Other religions preserve their sacred texts. Nothing strange there. Scientology leaders apparently just don’t want to misplace theirs, and maybe this is why somebody put the giant circles on the scrubland. Because there’s nothing worse than arriving from deep space, and not knowing where to park.
And, um, the big crop circles are going to survive a nuclear holocaust?
The funny thing is, I don’t think Hubbard believed any of this shit.
It’s amazing how much power and money these mental deficients have. How can you be so freakin’ dumb and yet so good at acquiring wealth? Either that or the upper echelons of the “church” don’t believe jack about this shit and it’s just a giant pyramid scheme.
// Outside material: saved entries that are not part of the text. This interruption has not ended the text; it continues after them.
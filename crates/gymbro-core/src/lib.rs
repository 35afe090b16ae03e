//! Domain layer for GYMBRO.
//!
//! Holds the workout-session model, scoring rules, engine settings and the
//! repository contracts. Nothing in this crate performs I/O.

pub mod config;
pub mod error;
pub mod repository;
pub mod scoring;
pub mod session;
pub mod user;
pub mod workout;

// Re-export common error type
pub use error::{ErrorKind, GymError};
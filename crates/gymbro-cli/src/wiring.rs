//! Builds the session service from configuration.

use anyhow::{Context, Result};
use gymbro_application::WorkoutSessionService;
use gymbro_core::config::{RootConfig, SessionBackend};
use gymbro_core::session::SessionStore;
use gymbro_core::user::UserRepository;
use gymbro_core::workout::WorkoutRepository;
use gymbro_infrastructure::{
    AsyncDirWorkoutRepository, JsonUserRepository, KvSessionStore, MemoryKeyValueClient,
    MemorySessionStore, MemoryUserRepository, MemoryWorkoutRepository,
};
use std::sync::Arc;

pub async fn build_service(config: &RootConfig) -> Result<Arc<WorkoutSessionService>> {
    let settings = config.engine_settings()?;

    let store: Arc<dyn SessionStore> = match config.storage.session_backend {
        SessionBackend::Memory => Arc::new(MemorySessionStore::new()),
        SessionBackend::Kv => Arc::new(KvSessionStore::new(Arc::new(MemoryKeyValueClient::new()))),
    };

    let (users, workouts): (Arc<dyn UserRepository>, Arc<dyn WorkoutRepository>) =
        match &config.storage.history_dir {
            Some(dir) => (
                Arc::new(
                    JsonUserRepository::new(dir)
                        .await
                        .with_context(|| format!("Failed to open user store in {}", dir.display()))?,
                ),
                Arc::new(
                    AsyncDirWorkoutRepository::new(dir)
                        .await
                        .with_context(|| format!("Failed to open history in {}", dir.display()))?,
                ),
            ),
            None => (
                Arc::new(MemoryUserRepository::new()),
                Arc::new(MemoryWorkoutRepository::new()),
            ),
        };

    tracing::info!(
        session_backend = %config.storage.session_backend,
        durable_history = config.storage.history_dir.is_some(),
        "Session engine wired"
    );

    Ok(Arc::new(WorkoutSessionService::new(
        store, users, workouts, settings,
    )))
}
use anyhow::Result;
use std::path::PathBuf;

pub async fn show(config_path: Option<PathBuf>) -> Result<()> {
    let (config_service, config) = super::load_config(config_path).await?;
    // Reject settings the engine would refuse at startup
    config.engine_settings()?;

    println!("# {}", config_service.path().display());
    print!("{}", toml::to_string_pretty(&config)?);
    Ok(())
}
I would say that is the most likely explanation.
Check out the Google Maps view of it here:
http://maps.google.com/maps?ll=35.513225,-104.567528&spn=0.073805,0.148238&t=h&hl=en
Anyone have any Scientologist encounter stories?
It just goes to show that in a few years (about 50), one can take the mediocre fictitious writings of ElRon and turn it into religion. The other major religions have had thousand’s of years to develop asinine beliefs…but I can’t say that surprises me.
Wasn’t Hubbard and atheist? Didn’t he freely admit that he was going to show how silly and false religion is by starting his own (for profit)?
Does anyone else think the etchings look like giant boobs? Kinda fitting, if so …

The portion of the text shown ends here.